Не дожидаясь моего ответа, она заранее клянет всех, кто мне мешает. А сама мне прямо в рот заглядывает, не спуская пытливого, нетерпеливого взгляда. И тут ни с того ни с сего на меня находит желание ее «помучить». Прикидываюсь таким несчастным и бедненьким, беспомощно пожимаю плечами, досадливо отмахиваюсь. «А-а, все они одним миром мазаны… Чертова работа! Ничего я не добился!» — означает этот жест. Но на всякий случай я отворачиваюсь.
— И потому тебе не хотелось возвращаться домой? Да что они, с ума посходили, что ли? — возмущается она.
Я креплюсь. Задерживаю рвущийся смех и чуть не лопаюсь от натуги. Искоса наблюдаю, как Ева кипит и пылает праведным гневом. Напускается на всех, кто стоит на моем пути, награждает их самыми ядовитыми эпитетами и честит почем зря. (Ах, это звучит как самая сладкая музыка!) Золотая ты моя девочка! Сколько пыла у моей Евы! (К счастью, ее хватает на все!) Щеки пылают, глаза мечут молнии. Наверное, я представляюсь ей солдатом, раненным на поле боя: еле волочусь, нога переломлена, тело — сплошной шрам, а маркитантка Ева помогает мне идти. И для меня это — радость. Не могу сказать, когда она мне нравится больше, когда так вот кипятится или когда чуть не захлебывается от смеха. По натуре она веселая, радость из нее прямо ключом бьет. Но умеет и приласкаться, словно кошка. А кот сидит рядом и урчит, довольный.
Ева, чертовка, вскружила мне голову, а ведь так недолго и совсем ее потерять! Но я уныло опускаю ее и отворачиваюсь. Едва сдерживаю смех.
И тут Ева стихает и настораживается, заподозрив что-то неладное. И уже хватает меня за плечи, поворачивает к себе лицом и упорно, жадно всматривается мне в глаза.
— А ну, взгляни-ка на меня!
Я все еще притворяюсь сокрушенным, кусаю себе губы. Радость во мне бурлит, как подземный поток. И вдруг вырывается на поверхность… Актер из меня никудышный. Глаза и губы вечно выдают. А сейчас и вовсе радость жизни играет в каждой жилке.
— Ах, разбойник! — с облегчением вздохнув, треплет она мои вихры. — А я-то раскипятилась. Снова ты меня обхитрил. Так с чем же ты вернулся? Впрочем, можешь не говорить. И так видно. Ишь расплылся в улыбке.

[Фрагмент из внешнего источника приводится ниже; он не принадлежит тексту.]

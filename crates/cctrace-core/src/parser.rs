//! JSONL parsing for transcript lines
//!
//! Claude Code writes one JSON object per line. Conversational lines
//! (`user`, `assistant`, `system`) are normalized into [`TranscriptRecord`];
//! bookkeeping lines (`summary`, `progress`, `file-history-snapshot`, ...)
//! are recognized and ignored.

use chrono::{DateTime, Utc};
use serde::Deserialize;
use thiserror::Error;

use crate::types::{MessageContent, Role, TokenUsage, TranscriptRecord};

/// Version of the transcript line schema understood by this parser
pub const SCHEMA_VERSION: u32 = 1;

/// A transcript line that could not be turned into a record
#[derive(Error, Debug)]
pub enum ParseError {
    #[error("invalid JSON: {0}")]
    Json(#[from] serde_json::Error),

    #[error("line is not a JSON object")]
    NotAnObject,

    #[error("{role} record has malformed content: {source}")]
    Content {
        role: Role,
        #[source]
        source: serde_json::Error,
    },
}

/// Raw line shape as written by Claude Code
#[derive(Debug, Deserialize)]
struct RawLine {
    #[serde(rename = "type", default)]
    kind: Option<String>,
    #[serde(default)]
    uuid: Option<String>,
    #[serde(rename = "sessionId", alias = "session_id", default)]
    session_id: Option<String>,
    #[serde(default)]
    timestamp: Option<String>,
    #[serde(default)]
    cwd: Option<String>,
    #[serde(default)]
    message: Option<serde_json::Value>,
    /// System lines carry their text at the top level
    #[serde(default)]
    content: Option<serde_json::Value>,
}

#[derive(Debug, Deserialize)]
struct RawMessage {
    #[serde(default)]
    id: Option<String>,
    #[serde(default)]
    role: Option<String>,
    #[serde(default)]
    model: Option<String>,
    #[serde(default)]
    content: Option<serde_json::Value>,
    #[serde(default)]
    stop_reason: Option<String>,
    #[serde(default)]
    usage: Option<TokenUsage>,
}

fn role_from(name: Option<&str>) -> Option<Role> {
    match name {
        Some("user") => Some(Role::User),
        Some("assistant") => Some(Role::Assistant),
        Some("system") => Some(Role::System),
        _ => None,
    }
}

fn parse_timestamp(raw: Option<&str>) -> Option<DateTime<Utc>> {
    raw.and_then(|s| DateTime::parse_from_rfc3339(s).ok())
        .map(|dt| dt.with_timezone(&Utc))
}

/// Parse a single JSONL line.
///
/// Returns `Ok(None)` for well-formed lines that are not part of the
/// conversation, `Err` for lines that are malformed.
pub fn parse_line(raw: &str) -> Result<Option<TranscriptRecord>, ParseError> {
    let value: serde_json::Value = serde_json::from_str(raw)?;
    if !value.is_object() {
        return Err(ParseError::NotAnObject);
    }
    let line: RawLine = serde_json::from_value(value)?;

    let message: Option<RawMessage> = match line.message {
        Some(serde_json::Value::Object(map)) => {
            Some(serde_json::from_value(serde_json::Value::Object(map))?)
        }
        _ => None,
    };

    // Line type wins; fall back to the message role
    let role = match role_from(line.kind.as_deref())
        .or_else(|| role_from(message.as_ref().and_then(|m| m.role.as_deref())))
    {
        Some(role) => role,
        None => return Ok(None),
    };

    let raw_content = message
        .as_ref()
        .and_then(|m| m.content.clone())
        .or(line.content)
        .unwrap_or(serde_json::Value::Null);

    let content = if raw_content.is_null() {
        Vec::new()
    } else {
        serde_json::from_value::<MessageContent>(raw_content)
            .map_err(|source| ParseError::Content { role, source })?
            .into_blocks()
    };

    let (message_id, model, usage, stop_reason) = match message {
        Some(m) => (m.id, m.model, m.usage, m.stop_reason),
        None => (None, None, None, None),
    };

    Ok(Some(TranscriptRecord {
        role,
        content,
        timestamp: parse_timestamp(line.timestamp.as_deref()),
        session_id: line.session_id.filter(|s| !s.is_empty()),
        uuid: line.uuid.filter(|s| !s.is_empty()),
        message_id: message_id.filter(|s| !s.is_empty()),
        model,
        usage,
        stop_reason,
        cwd: line.cwd,
    }))
}

#[cfg(test)]
mod tests {
    use super::*;
    use crate::types::ContentBlock;

    #[test]
    fn test_parse_user_line() {
        let raw = r#"{"type":"user","uuid":"abc","sessionId":"123","timestamp":"2024-01-01T00:00:00Z","message":{"role":"user","content":"Hello"}}"#;
        let rec = parse_line(raw).unwrap().unwrap();
        assert_eq!(rec.role, Role::User);
        assert_eq!(rec.text(), "Hello");
        assert_eq!(rec.session_id.as_deref(), Some("123"));
        assert!(rec.timestamp.is_some());
    }

    #[test]
    fn test_parse_assistant_line() {
        let raw = r#"{"type":"assistant","uuid":"def","sessionId":"123","timestamp":"2024-01-01T00:00:01Z","message":{"id":"msg_1","role":"assistant","model":"claude-sonnet","stop_reason":"end_turn","usage":{"input_tokens":3,"output_tokens":4},"content":[{"type":"thinking","thinking":"hmm"},{"type":"text","text":"Hi there!"}]}}"#;
        let rec = parse_line(raw).unwrap().unwrap();
        assert_eq!(rec.role, Role::Assistant);
        assert_eq!(rec.message_id.as_deref(), Some("msg_1"));
        assert_eq!(rec.stop_reason.as_deref(), Some("end_turn"));
        assert_eq!(rec.usage.as_ref().map(|u| u.output_tokens), Some(4));
        assert_eq!(rec.content.len(), 2);
        assert!(matches!(rec.content[0], ContentBlock::Thinking { .. }));
    }

    #[test]
    fn test_parse_system_line_top_level_content() {
        let raw = r#"{"type":"system","content":"You are helpful","timestamp":"2024-01-01T00:00:00Z"}"#;
        let rec = parse_line(raw).unwrap().unwrap();
        assert_eq!(rec.role, Role::System);
        assert_eq!(rec.text(), "You are helpful");
    }

    #[test]
    fn test_non_conversational_lines_are_ignored() {
        let raw = r#"{"type":"summary","summary":"Fixing bugs","leafUuid":"x"}"#;
        assert!(parse_line(raw).unwrap().is_none());
        let raw = r#"{"type":"file-history-snapshot","snapshot":{}}"#;
        assert!(parse_line(raw).unwrap().is_none());
    }

    #[test]
    fn test_malformed_lines_are_errors() {
        assert!(matches!(parse_line("not json"), Err(ParseError::Json(_))));
        assert!(matches!(parse_line("[1,2]"), Err(ParseError::NotAnObject)));
        let bad_blocks = r#"{"type":"assistant","message":{"role":"assistant","content":[{"type":"tool_use"}]}}"#;
        assert!(matches!(parse_line(bad_blocks), Err(ParseError::Content { .. })));
    }

    #[test]
    fn test_role_from_message_when_type_missing() {
        let raw = r#"{"message":{"role":"assistant","content":[{"type":"text","text":"ok"}]}}"#;
        let rec = parse_line(raw).unwrap().unwrap();
        assert_eq!(rec.role, Role::Assistant);
    }
}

И вдруг покатывается со смеху, лицо раскраснелось, крепкие белые зубы блестят меж красиво очерченных губ.
— И у тебя, что называется, рот до ушей, — сдержанно замечаю я. — Могу поспорить, если бы не мешали уши, он бы растянулся еще больше.
— Конечно, именно так бы я и смеялась. А теперь расскажи, что произошло на самом деле.
Я уже не заставляю себя упрашивать и охотно все выкладываю. Она слушает.
— Очень я рада, Адам, что ты не поддался. Может, за это я тебя и люблю. Может… только смотри, не очень-то заносись… Может, этим ты меня и подкупил.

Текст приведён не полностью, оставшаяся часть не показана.